### TASK DIRECTIONS
Transcribe the records below exactly as they appear.

### DATA SUPPLIED
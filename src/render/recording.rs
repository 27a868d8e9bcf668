use serde::{Deserialize, Serialize};

use crate::core::{Color, PlotRect, ScreenPoint};
use crate::error::PlotResult;
use crate::render::{
    FontSpec, HorizontalAlignment, PlotImage, RenderContext, Stroke, TextSize, VerticalAlignment,
};

/// One recorded backend call.
///
/// Image payloads are summarized by their dimensions so logs stay small and
/// comparable.
#[derive(Debug, Clone, PartialEq, Serialize, Deserialize)]
pub enum DrawCommand {
    Line {
        points: Vec<ScreenPoint>,
        stroke: Stroke,
    },
    LineSegments {
        points: Vec<ScreenPoint>,
        stroke: Stroke,
    },
    Polygon {
        points: Vec<ScreenPoint>,
        fill: Color,
        stroke: Stroke,
    },
    Rectangle {
        rect: PlotRect,
        fill: Color,
        stroke: Stroke,
    },
    Ellipse {
        rect: PlotRect,
        fill: Color,
        stroke: Stroke,
    },
    Text {
        position: ScreenPoint,
        text: String,
        color: Color,
        font_size_px: f64,
        h_align: HorizontalAlignment,
        v_align: VerticalAlignment,
    },
    Image {
        source_width: u32,
        source_height: u32,
        dest: PlotRect,
        opacity: f64,
    },
    SetClip(PlotRect),
    ResetClip,
}

/// Backend that records every draw call instead of rasterizing.
///
/// Used by tests to assert deterministic output: two renders of equivalent
/// model state must produce equal command logs. Text measurement is a fixed
/// per-character estimate so logs never depend on platform font metrics.
#[derive(Debug, Default)]
pub struct RecordingContext {
    commands: Vec<DrawCommand>,
}

impl RecordingContext {
    #[must_use]
    pub fn new() -> Self {
        Self::default()
    }

    #[must_use]
    pub fn commands(&self) -> &[DrawCommand] {
        &self.commands
    }

    #[must_use]
    pub fn take_commands(&mut self) -> Vec<DrawCommand> {
        std::mem::take(&mut self.commands)
    }

    pub fn clear(&mut self) {
        self.commands.clear();
    }
}

impl RenderContext for RecordingContext {
    fn draw_line(&mut self, points: &[ScreenPoint], stroke: &Stroke) -> PlotResult<()> {
        self.commands.push(DrawCommand::Line {
            points: points.to_vec(),
            stroke: *stroke,
        });
        Ok(())
    }

    fn draw_line_segments(&mut self, points: &[ScreenPoint], stroke: &Stroke) -> PlotResult<()> {
        self.commands.push(DrawCommand::LineSegments {
            points: points.to_vec(),
            stroke: *stroke,
        });
        Ok(())
    }

    fn draw_polygon(
        &mut self,
        points: &[ScreenPoint],
        fill: Color,
        stroke: &Stroke,
    ) -> PlotResult<()> {
        self.commands.push(DrawCommand::Polygon {
            points: points.to_vec(),
            fill,
            stroke: *stroke,
        });
        Ok(())
    }

    fn draw_rectangle(&mut self, rect: PlotRect, fill: Color, stroke: &Stroke) -> PlotResult<()> {
        self.commands.push(DrawCommand::Rectangle {
            rect,
            fill,
            stroke: *stroke,
        });
        Ok(())
    }

    fn draw_ellipse(&mut self, rect: PlotRect, fill: Color, stroke: &Stroke) -> PlotResult<()> {
        self.commands.push(DrawCommand::Ellipse {
            rect,
            fill,
            stroke: *stroke,
        });
        Ok(())
    }

    fn draw_text(
        &mut self,
        position: ScreenPoint,
        text: &str,
        color: Color,
        font: &FontSpec,
        h_align: HorizontalAlignment,
        v_align: VerticalAlignment,
    ) -> PlotResult<()> {
        self.commands.push(DrawCommand::Text {
            position,
            text: text.to_owned(),
            color,
            font_size_px: font.size_px,
            h_align,
            v_align,
        });
        Ok(())
    }

    fn draw_image(
        &mut self,
        image: &PlotImage,
        dest: PlotRect,
        opacity: f64,
        _interpolate: bool,
    ) -> PlotResult<()> {
        self.commands.push(DrawCommand::Image {
            source_width: image.width,
            source_height: image.height,
            dest,
            opacity,
        });
        Ok(())
    }

    fn measure_text(&mut self, text: &str, font: &FontSpec) -> PlotResult<TextSize> {
        Ok(TextSize {
            width: text.chars().count() as f64 * font.size_px * 0.6,
            height: font.size_px * 1.2,
        })
    }

    fn set_clip(&mut self, rect: PlotRect) -> PlotResult<()> {
        self.commands.push(DrawCommand::SetClip(rect));
        Ok(())
    }

    fn reset_clip(&mut self) -> PlotResult<()> {
        self.commands.push(DrawCommand::ResetClip);
        Ok(())
    }
}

### RESPONSE TO THIS TASK
filename src/render/recording.rs
repository 27a868d8e9bcf668
use serde::{Deserialize, Serialize};

use crate::core::{Color, PlotRect, ScreenPoint};
use crate::error::PlotResult;
use crate::render::{
    FontSpec, HorizontalAlignment, PlotImage, RenderContext, Stroke, TextSize, VerticalAlignment,
};

/// One recorded backend call.
///
/// Image payloads are summarized by their dimensions so logs stay small and
/// comparable.
#[derive(Debug, Clone, PartialEq, Serialize, Deserialize)]
pub enum DrawCommand {
    Line {
        points: Vec<ScreenPoint>,
        stroke: Stroke,
    },
    LineSegments {
        points: Vec<ScreenPoint>,
        stroke: Stroke,
    },
    Polygon {
        points: Vec<ScreenPoint>,
        fill: Color,
        stroke: Stroke,
    },
    Rectangle {
        rect: PlotRect,
        fill: Color,
        stroke: Stroke,
    },
    Ellipse {
        rect: PlotRect,
        fill: Color,
        stroke: Stroke,
    },
    Text {
        position: ScreenPoint,
        text: String,
        color: Color,
        font_size_px: f64,
        h_align: HorizontalAlignment,
        v_align: VerticalAlignment,
    },
    Image {
        source_width: u32,
        source_height: u32,
        dest: PlotRect,
        opacity: f64,
    },
    SetClip(PlotRect),
    ResetClip,
}

/// Backend that records every draw call instead of rasterizing.
///
/// Used by tests to assert deterministic output: two renders of equivalent
/// model state must produce equal command logs. Text measurement is a fixed
/// per-character estimate so logs never depend on platform font metrics.
#[derive(Debug, Default)]
pub struct RecordingContext {
    commands: Vec<DrawCommand>,
}

impl RecordingContext {
    #[must_use]
    pub fn new() -> Self {
        Self::default()
    }

    #[must_use]
    pub fn commands(&self) -> &[DrawCommand] {
        &self.commands
    }

    #[must_use]
    pub fn take_commands(&mut self) -> Vec<DrawCommand> {
        std::mem::take(&mut self.commands)
    }

    pub fn clear(&mut self) {
        self.commands.clear();
    }
}

impl RenderContext for RecordingContext {
    fn draw_line(&mut self, points: &[ScreenPoint], stroke: &Stroke) -> PlotResult<()> {
        self.commands.push(DrawCommand::Line {
            points: points.to_vec(),
            stroke: *stroke,
        });
        Ok(())
    }

    fn draw_line_segments(&mut self, points: &[ScreenPoint], stroke: &Stroke) -> PlotResult<()> {
        self.commands.push(DrawCommand::LineSegments {
            points: points.to_vec(),
            stroke: *stroke,
        });
        Ok(())
    }

    fn draw_polygon(
        &mut self,
        points: &[ScreenPoint],
        fill: Color,
        stroke: &Stroke,
    ) -> PlotResult<()> {
        self.commands.push(DrawCommand::Polygon {
            points: points.to_vec(),
            fill,
            stroke: *stroke,
        });
        Ok(())
    }

    fn draw_rectangle(&mut self, rect: PlotRect, fill: Color, stroke: &Stroke) -> PlotResult<()> {
        self.commands.push(DrawCommand::Rectangle {
            rect,
            fill,
            stroke: *stroke,
        });
        Ok(())
    }

    fn draw_ellipse(&mut self, rect: PlotRect, fill: Color, stroke: &Stroke) -> PlotResult<()> {
        self.commands.push(DrawCommand::Ellipse {
            rect,
            fill,
            stroke: *stroke,
        });
        Ok(())
    }

    fn draw_text(
        &mut self,
        position: ScreenPoint,
        text: &str,
        color: Color,
        font: &FontSpec,
        h_align: HorizontalAlignment,
        v_align: VerticalAlignment,
    ) -> PlotResult<()> {
        self.commands.push(DrawCommand::Text {
            position,
            text: text.to_owned(),
            color,
            font_size_px: font.size_px,
            h_align,
            v_align,
        });
        Ok(())
    }

    fn draw_image(
        &mut self,
        image: &PlotImage,
        dest: PlotRect,
        opacity: f64,
        _interpolate: bool,
    ) -> PlotResult<()> {
        self.commands.push(DrawCommand::Image {
            source_width: image.width,
            source_height: image.height,
            dest,
            opacity,
        });
        Ok(())
    }

    fn measure_text(&mut self, text: &str, font: &FontSpec) -> PlotResult<TextSize> {
        Ok(TextSize {
            width: text.chars().count() as f64 * font.size_px * 0.6,
            height: font.size_px * 1.2,
        })
    }

    fn set_clip(&mut self, rect: PlotRect) -> PlotResult<()> {
        self.commands.push(DrawCommand::SetClip(rect));
        Ok(())
    }

    fn reset_clip(&mut self) -> PlotResult<()> {
        self.commands.push(DrawCommand::ResetClip);
        Ok(())
    }
}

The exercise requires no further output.